## [Exercise requirements]
The lines to copy from the listing below are those that contain the string "last".

## [Records]
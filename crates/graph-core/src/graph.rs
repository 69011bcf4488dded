// File: crates/graph-core/src/graph.rs
// Summary: Graph struct and headless rendering pipeline using Skia CPU raster surfaces.

use anyhow::Result;
use skia_safe as skia;

use crate::curve;
use crate::error::GraphError;
use crate::geometry::{Path, PathVerb, PxPoint};
use crate::grid;
use crate::scale::GraphScale;
use crate::style::GraphStyle;
use crate::text::TextShaper;
use crate::theme::Theme;
use crate::types::{GraphPoint, HEIGHT, WIDTH};

/// Left inset of the gridline value labels.
const ROW_LABEL_INSET: f32 = 20.0;
/// Baseline drop of the gridline value labels below their line.
const ROW_LABEL_DROP: f32 = 12.0;

pub struct RenderOptions {
    pub width: i32,
    pub height: i32,
    /// Disable for deterministic output (snapshots, benches): text rendering
    /// varies across platform font stacks.
    pub draw_labels: bool,
}

impl Default for RenderOptions {
    fn default() -> Self {
        Self {
            width: WIDTH,
            height: HEIGHT,
            draw_labels: true,
        }
    }
}

/// Pure geometry of one render: the scale, the mapped point sequence
/// (lead anchor + one per datum), and both finished paths.
pub struct GraphLayout {
    pub scale: GraphScale,
    pub points: Vec<PxPoint>,
    pub stroke: Path,
    pub shadow: Path,
}

pub struct Graph {
    pub data: Vec<GraphPoint>,
    /// Vertical ceiling the value axis is normalized against. Values above
    /// it draw past the top gridline.
    pub max_value: i32,
    pub style: GraphStyle,
    pub theme: Theme,
}

impl Graph {
    pub fn new(max_value: i32) -> Self {
        Self {
            data: Vec::new(),
            max_value,
            style: GraphStyle::default(),
            theme: Theme::default(),
        }
    }

    pub fn with_data(max_value: i32, data: Vec<GraphPoint>) -> Self {
        let mut g = Self::new(max_value);
        g.data = data;
        g
    }

    pub fn add_point(&mut self, point: GraphPoint) {
        self.data.push(point);
    }

    /// Resolve all geometry for a `width` x `height` surface. Fails with a
    /// configuration error before any surface exists or drawing occurs.
    pub fn layout(&self, width: f32, height: f32) -> Result<GraphLayout, GraphError> {
        let scale = GraphScale::new(width, height, &self.style, self.max_value, self.data.len())?;
        let points = scale.map_points(&self.data);
        let stroke = curve::stroke_path(&points, scale.tail_anchor());
        let shadow = curve::shadow_path(&points, scale.bottom);
        Ok(GraphLayout {
            scale,
            points,
            stroke,
            shadow,
        })
    }

    /// Render the graph to a PNG at `output_png_path` using a CPU raster surface.
    pub fn render_to_png(
        &self,
        opts: &RenderOptions,
        output_png_path: impl AsRef<std::path::Path>,
    ) -> Result<()> {
        let bytes = self.render_to_png_bytes(opts)?;
        if let Some(parent) = output_png_path.as_ref().parent() {
            std::fs::create_dir_all(parent)?;
        }
        std::fs::write(output_png_path, bytes)?;
        Ok(())
    }

    /// Render to in-memory PNG bytes.
    pub fn render_to_png_bytes(&self, opts: &RenderOptions) -> Result<Vec<u8>> {
        let layout = self.layout(opts.width as f32, opts.height as f32)?;
        let mut surface = raster_surface(opts)?;
        self.draw(surface.canvas(), &layout, opts.draw_labels);

        let image = surface.image_snapshot();
        #[allow(deprecated)]
        let data = image
            .encode_to_data(skia::EncodedImageFormat::PNG)
            .ok_or_else(|| anyhow::anyhow!("encode PNG failed"))?;
        Ok(data.as_bytes().to_vec())
    }

    /// Render to a raw RGBA8 buffer: (pixels, width, height, row stride).
    pub fn render_to_rgba8(&self, opts: &RenderOptions) -> Result<(Vec<u8>, i32, i32, usize)> {
        let layout = self.layout(opts.width as f32, opts.height as f32)?;
        let mut surface = raster_surface(opts)?;
        self.draw(surface.canvas(), &layout, opts.draw_labels);

        let info = skia::ImageInfo::new(
            (opts.width, opts.height),
            skia::ColorType::RGBA8888,
            skia::AlphaType::Premul,
            None,
        );
        let stride = opts.width as usize * 4;
        let mut pixels = vec![0u8; stride * opts.height as usize];
        if !surface.read_pixels(&info, &mut pixels, stride, (0, 0)) {
            anyhow::bail!("read_pixels failed");
        }
        Ok((pixels, opts.width, opts.height, stride))
    }

    fn draw(&self, canvas: &skia::Canvas, layout: &GraphLayout, draw_labels: bool) {
        let scale = &layout.scale;

        canvas.clear(self.theme.background);

        draw_grid(canvas, scale, self.theme.grid_line, self.style.grid_line_width);

        if draw_labels {
            let shaper = TextShaper::new();
            draw_row_labels(canvas, &shaper, scale, &self.theme, self.style.label_size);
            draw_year_labels(
                canvas,
                &shaper,
                &layout.points[1..],
                &self.data,
                scale.height,
                &self.theme,
                self.style.label_size,
            );
        }

        draw_shadow(canvas, &layout.shadow, scale, &self.theme);
        draw_stroke(canvas, &layout.stroke, scale, &self.theme, self.style.stroke_width);

        // Dot sits on the last mapped data point, never the trailing anchor.
        if let Some(&dot) = layout.points.last() {
            draw_dot(canvas, dot, &self.theme, self.style.dot_radius);
        }
    }
}

// ---- helpers ----------------------------------------------------------------

fn raster_surface(opts: &RenderOptions) -> Result<skia::Surface> {
    skia::surfaces::raster_n32_premul((opts.width, opts.height))
        .ok_or_else(|| anyhow::anyhow!("failed to create raster surface"))
}

fn to_skia_path(path: &Path) -> skia::Path {
    let mut out = skia::Path::new();
    for verb in &path.verbs {
        match *verb {
            PathVerb::MoveTo(p) => {
                out.move_to((p.x, p.y));
            }
            PathVerb::LineTo(p) => {
                out.line_to((p.x, p.y));
            }
            PathVerb::CubicTo { c1, c2, to } => {
                out.cubic_to((c1.x, c1.y), (c2.x, c2.y), (to.x, to.y));
            }
            PathVerb::Close => {
                out.close();
            }
        }
    }
    out
}

/// Vertical gradient from the canvas top down to the chart floor.
fn vertical_gradient(stops: &[skia::Color], bottom: f32) -> Option<skia::Shader> {
    skia::Shader::linear_gradient(
        (skia::Point::new(0.0, 0.0), skia::Point::new(0.0, bottom)),
        stops,
        None,
        skia::TileMode::Clamp,
        None,
        None,
    )
}

fn draw_grid(canvas: &skia::Canvas, scale: &GraphScale, color: skia::Color, line_width: f32) {
    let mut paint = skia::Paint::default();
    paint.set_anti_alias(true);
    paint.set_color(color);
    paint.set_stroke_width(line_width);

    for row in 0..=scale.max_value {
        let y = scale.grid_step * row as f32;
        canvas.draw_line((scale.start, y), (scale.width, y), &paint);
    }
}

fn draw_row_labels(
    canvas: &skia::Canvas,
    shaper: &TextShaper,
    scale: &GraphScale,
    theme: &Theme,
    size: f32,
) {
    for row in 0..=scale.max_value {
        let y = scale.grid_step * row as f32;
        shaper.draw_left(
            canvas,
            &grid::row_label(row, scale.max_value),
            ROW_LABEL_INSET,
            y + ROW_LABEL_DROP,
            size,
            theme.label_text,
        );
    }
}

fn draw_year_labels(
    canvas: &skia::Canvas,
    shaper: &TextShaper,
    points: &[PxPoint],
    data: &[GraphPoint],
    height: f32,
    theme: &Theme,
    size: f32,
) {
    for (point, datum) in points.iter().zip(data) {
        shaper.draw_centered(
            canvas,
            &datum.year.to_string(),
            point.x,
            height,
            size,
            theme.label_text,
        );
    }
}

/// Fill the chart area with the shadow gradient, clipped to the area under
/// the curve.
fn draw_shadow(canvas: &skia::Canvas, shadow: &Path, scale: &GraphScale, theme: &Theme) {
    let clip = to_skia_path(shadow);

    let mut paint = skia::Paint::default();
    paint.set_anti_alias(true);
    paint.set_style(skia::paint::Style::Fill);
    paint.set_shader(vertical_gradient(&theme.shadow_stops, scale.bottom));

    canvas.save();
    canvas.clip_path(&clip, skia::ClipOp::Intersect, true);
    canvas.draw_rect(
        skia::Rect::from_xywh(0.0, 0.0, scale.width, scale.bottom),
        &paint,
    );
    canvas.restore();
}

fn draw_stroke(
    canvas: &skia::Canvas,
    stroke: &Path,
    scale: &GraphScale,
    theme: &Theme,
    stroke_width: f32,
) {
    let path = to_skia_path(stroke);

    let mut paint = skia::Paint::default();
    paint.set_anti_alias(true);
    paint.set_style(skia::paint::Style::Stroke);
    paint.set_stroke_width(stroke_width);
    paint.set_stroke_join(skia::paint::Join::Round);
    paint.set_shader(vertical_gradient(&theme.line_stops, scale.bottom));

    canvas.draw_path(&path, &paint);
}

fn draw_dot(canvas: &skia::Canvas, center: PxPoint, theme: &Theme, radius: f32) {
    let mut paint = skia::Paint::default();
    paint.set_anti_alias(true);
    paint.set_color(theme.dot);
    canvas.draw_circle((center.x, center.y), radius, &paint);
}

## [Solution to this problem]
        // Dot sits on the last mapped data point, never the trailing anchor.
        if let Some(&dot) = layout.points.last() {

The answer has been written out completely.